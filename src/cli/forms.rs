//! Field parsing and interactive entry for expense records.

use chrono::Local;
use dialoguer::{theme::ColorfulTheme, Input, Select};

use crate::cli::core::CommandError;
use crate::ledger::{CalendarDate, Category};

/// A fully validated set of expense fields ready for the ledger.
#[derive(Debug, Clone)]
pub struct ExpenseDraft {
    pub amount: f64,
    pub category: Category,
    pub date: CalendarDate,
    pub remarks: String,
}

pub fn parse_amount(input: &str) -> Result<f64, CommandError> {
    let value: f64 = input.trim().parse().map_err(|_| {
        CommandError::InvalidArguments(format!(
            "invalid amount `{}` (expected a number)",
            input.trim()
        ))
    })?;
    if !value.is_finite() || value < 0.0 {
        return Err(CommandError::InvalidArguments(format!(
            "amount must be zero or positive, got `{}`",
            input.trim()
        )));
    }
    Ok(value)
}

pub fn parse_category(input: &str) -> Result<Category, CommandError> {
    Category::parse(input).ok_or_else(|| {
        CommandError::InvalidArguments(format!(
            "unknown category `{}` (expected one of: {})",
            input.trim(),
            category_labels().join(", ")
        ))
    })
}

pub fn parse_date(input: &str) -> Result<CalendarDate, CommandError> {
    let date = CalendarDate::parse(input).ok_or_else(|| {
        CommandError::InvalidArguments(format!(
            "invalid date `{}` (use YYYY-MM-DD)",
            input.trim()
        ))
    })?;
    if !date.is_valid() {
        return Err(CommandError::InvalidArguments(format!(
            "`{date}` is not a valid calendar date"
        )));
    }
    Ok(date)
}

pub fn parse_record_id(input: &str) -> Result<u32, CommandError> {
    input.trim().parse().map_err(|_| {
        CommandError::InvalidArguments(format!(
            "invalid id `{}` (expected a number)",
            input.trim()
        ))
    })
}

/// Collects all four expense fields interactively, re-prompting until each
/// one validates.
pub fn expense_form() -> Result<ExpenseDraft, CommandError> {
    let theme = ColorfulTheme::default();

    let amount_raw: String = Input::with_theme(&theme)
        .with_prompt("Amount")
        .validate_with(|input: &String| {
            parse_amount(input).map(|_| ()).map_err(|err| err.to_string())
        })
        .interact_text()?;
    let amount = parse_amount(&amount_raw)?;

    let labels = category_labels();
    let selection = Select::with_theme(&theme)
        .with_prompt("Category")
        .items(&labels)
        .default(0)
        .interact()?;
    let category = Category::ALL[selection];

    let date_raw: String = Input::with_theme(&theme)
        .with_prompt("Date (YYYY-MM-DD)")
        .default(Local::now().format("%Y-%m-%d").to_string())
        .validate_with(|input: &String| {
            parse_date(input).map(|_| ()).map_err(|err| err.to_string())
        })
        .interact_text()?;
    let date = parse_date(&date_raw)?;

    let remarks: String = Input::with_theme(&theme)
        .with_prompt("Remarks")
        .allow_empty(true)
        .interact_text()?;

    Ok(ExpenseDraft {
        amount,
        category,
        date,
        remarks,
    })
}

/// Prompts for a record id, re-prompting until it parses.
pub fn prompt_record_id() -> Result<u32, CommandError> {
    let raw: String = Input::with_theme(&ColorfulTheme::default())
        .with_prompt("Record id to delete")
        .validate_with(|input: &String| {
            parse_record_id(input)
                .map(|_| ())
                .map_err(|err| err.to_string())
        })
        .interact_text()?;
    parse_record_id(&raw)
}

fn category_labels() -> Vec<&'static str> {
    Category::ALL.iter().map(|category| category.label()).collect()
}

--

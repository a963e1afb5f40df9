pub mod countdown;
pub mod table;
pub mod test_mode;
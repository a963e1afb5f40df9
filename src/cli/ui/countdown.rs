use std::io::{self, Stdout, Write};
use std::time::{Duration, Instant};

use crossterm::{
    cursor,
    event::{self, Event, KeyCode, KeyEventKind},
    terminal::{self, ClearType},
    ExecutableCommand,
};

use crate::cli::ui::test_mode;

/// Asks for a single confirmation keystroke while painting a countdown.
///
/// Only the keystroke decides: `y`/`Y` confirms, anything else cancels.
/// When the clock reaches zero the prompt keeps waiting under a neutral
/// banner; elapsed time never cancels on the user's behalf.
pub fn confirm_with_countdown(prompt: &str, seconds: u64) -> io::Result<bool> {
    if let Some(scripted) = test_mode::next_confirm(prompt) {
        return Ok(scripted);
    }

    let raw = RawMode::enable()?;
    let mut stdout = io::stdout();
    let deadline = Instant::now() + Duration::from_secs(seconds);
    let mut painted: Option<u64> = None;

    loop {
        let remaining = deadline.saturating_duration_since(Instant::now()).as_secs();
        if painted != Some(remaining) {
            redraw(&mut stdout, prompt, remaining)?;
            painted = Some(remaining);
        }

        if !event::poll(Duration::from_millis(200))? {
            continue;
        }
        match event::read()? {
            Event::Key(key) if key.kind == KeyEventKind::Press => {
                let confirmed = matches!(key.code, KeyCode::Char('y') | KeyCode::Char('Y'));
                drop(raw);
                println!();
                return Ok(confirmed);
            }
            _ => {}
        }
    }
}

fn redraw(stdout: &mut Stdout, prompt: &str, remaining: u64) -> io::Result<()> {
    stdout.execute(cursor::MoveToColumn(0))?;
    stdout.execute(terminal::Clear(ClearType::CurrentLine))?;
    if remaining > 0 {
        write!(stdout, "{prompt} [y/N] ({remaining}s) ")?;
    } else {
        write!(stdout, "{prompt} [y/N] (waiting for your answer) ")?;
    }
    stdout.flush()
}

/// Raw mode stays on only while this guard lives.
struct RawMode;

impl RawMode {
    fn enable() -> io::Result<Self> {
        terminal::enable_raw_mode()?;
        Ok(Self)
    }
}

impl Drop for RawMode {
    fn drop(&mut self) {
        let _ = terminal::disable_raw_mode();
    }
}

■ What you should do: Filter these records, keeping every line where the word "remaining" occurs.

■ Result for this exercise:
        let remaining = deadline.saturating_duration_since(Instant::now()).as_secs();
        if painted != Some(remaining) {
            redraw(&mut stdout, prompt, remaining)?;
            painted = Some(remaining);
fn redraw(stdout: &mut Stdout, prompt: &str, remaining: u64) -> io::Result<()> {
    if remaining > 0 {
        write!(stdout, "{prompt} [y/N] ({remaining}s) ")?;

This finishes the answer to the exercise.